WORK TO BE COMPLETED:
In the entries below, find the line with "(HUDDLE_*) < CLI args" and the line with "pub fn generate_config_template()"; give again those lines and every line between them, exactly.

....................

use clap::Parser;
use figment::{
    providers::{Env, Format, Serialized, Toml},
    Figment,
};
use serde::{Deserialize, Serialize};

use crate::state::AuthSettings;

/// Effective server configuration after all layers are merged.
#[derive(Serialize, Deserialize, Clone, Debug)]
#[serde(default)]
pub struct Config {
    pub port: u16,
    pub bind_address: String,
    pub config: String,
    pub json_logs: bool,
    pub generate_config: bool,
    pub data_dir: String,
    /// Browser origin allowed to call the API with credentials
    pub cors_origin: String,
    pub secure_cookies: bool,
    pub session_ttl_days: i64,
    pub password_cost: u32,
}

impl Default for Config {
    fn default() -> Self {
        Self {
            port: 5001,
            bind_address: "0.0.0.0".to_string(),
            config: "./huddle.toml".to_string(),
            json_logs: false,
            generate_config: false,
            data_dir: "./data".to_string(),
            cors_origin: "http://localhost:5173".to_string(),
            secure_cookies: false,
            session_ttl_days: 7,
            password_cost: bcrypt::DEFAULT_COST,
        }
    }
}

/// Huddle chat server
///
/// Only flags actually given on the command line are merged, so an omitted
/// flag never masks a value from the TOML file or the environment.
#[derive(Parser, Serialize, Clone, Debug, Default)]
#[command(name = "huddle-server", version, about = "Huddle chat server")]
pub struct Cli {
    /// Port to listen on
    #[arg(long, env = "HUDDLE_PORT")]
    #[serde(skip_serializing_if = "Option::is_none")]
    pub port: Option<u16>,

    /// Bind address
    #[arg(long, env = "HUDDLE_BIND_ADDRESS")]
    #[serde(skip_serializing_if = "Option::is_none")]
    pub bind_address: Option<String>,

    /// Path to TOML config file
    #[arg(long, default_value = "./huddle.toml")]
    pub config: String,

    /// Enable structured JSON logging (for Docker/production)
    #[arg(long)]
    #[serde(skip_serializing_if = "is_false")]
    pub json_logs: bool,

    /// Output a commented TOML config template and exit
    #[arg(long)]
    #[serde(skip_serializing_if = "is_false")]
    pub generate_config: bool,

    /// Data directory for persistent state (DB, keys)
    #[arg(long, env = "HUDDLE_DATA_DIR")]
    #[serde(skip_serializing_if = "Option::is_none")]
    pub data_dir: Option<String>,

    /// Allowed CORS origin for the web client
    #[arg(long, env = "HUDDLE_CORS_ORIGIN")]
    #[serde(skip_serializing_if = "Option::is_none")]
    pub cors_origin: Option<String>,

    /// Mark the session cookie Secure (serve behind HTTPS)
    #[arg(long)]
    #[serde(skip_serializing_if = "is_false")]
    pub secure_cookies: bool,

    /// Session lifetime in days
    #[arg(long, env = "HUDDLE_SESSION_TTL_DAYS")]
    #[serde(skip_serializing_if = "Option::is_none")]
    pub session_ttl_days: Option<i64>,
}

fn is_false(value: &bool) -> bool {
    !*value
}

impl Config {
    /// Load config with layered precedence:
    /// built-in defaults < TOML file < env vars (HUDDLE_*) < CLI args
    pub fn load() -> Result<Self, figment::Error> {
        Self::from_cli(Cli::parse())
    }

    pub fn from_cli(cli: Cli) -> Result<Self, figment::Error> {
        Self::figment(cli).extract()
    }

    pub(crate) fn figment(cli: Cli) -> Figment {
        let config_path = cli.config.clone();

        Figment::new()
            .merge(Serialized::defaults(Config::default()))
            .merge(Toml::file(&config_path))
            .merge(Env::prefixed("HUDDLE_"))
            .merge(Serialized::defaults(cli))
    }

    pub fn auth_settings(&self) -> AuthSettings {
        AuthSettings {
            session_ttl_days: self.session_ttl_days,
            secure_cookies: self.secure_cookies,
            password_cost: self.password_cost,
        }
    }
}

/// Generate a commented TOML config template
pub fn generate_config_template() -> String {
    r#"# Huddle Server Configuration
# Place this file at ./huddle.toml or specify with --config <path>
# All settings can be overridden via environment variables (HUDDLE_PORT, etc.)
# or CLI flags (--port, etc.)

# Server port (default: 5001)
# port = 5001

# Bind address (default: 0.0.0.0, all interfaces)
# bind_address = "0.0.0.0"

# Enable structured JSON logging for Docker/production
# json_logs = false

# Data directory for the SQLite database and JWT signing key
# data_dir = "./data"

# Origin of the web client allowed to make credentialed requests
# cors_origin = "http://localhost:5173"

# ---- Sessions ----

# Add the Secure attribute to the session cookie (enable behind HTTPS)
# secure_cookies = false

# Session token and cookie lifetime in days
# session_ttl_days = 7

# bcrypt cost for new password hashes
# password_cost = 12
"#
    .to_string()
}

....................

RESPONSE:
    /// built-in defaults < TOML file < env vars (HUDDLE_*) < CLI args
    pub fn load() -> Result<Self, figment::Error> {
        Self::from_cli(Cli::parse())
    }

    pub fn from_cli(cli: Cli) -> Result<Self, figment::Error> {
        Self::figment(cli).extract()
    }

    pub(crate) fn figment(cli: Cli) -> Figment {
        let config_path = cli.config.clone();

        Figment::new()
            .merge(Serialized::defaults(Config::default()))
            .merge(Toml::file(&config_path))
            .merge(Env::prefixed("HUDDLE_"))
            .merge(Serialized::defaults(cli))
    }

    pub fn auth_settings(&self) -> AuthSettings {
        AuthSettings {
            session_ttl_days: self.session_ttl_days,
            secure_cookies: self.secure_cookies,
            password_cost: self.password_cost,
        }
    }
}

/// Generate a commented TOML config template
pub fn generate_config_template() -> String {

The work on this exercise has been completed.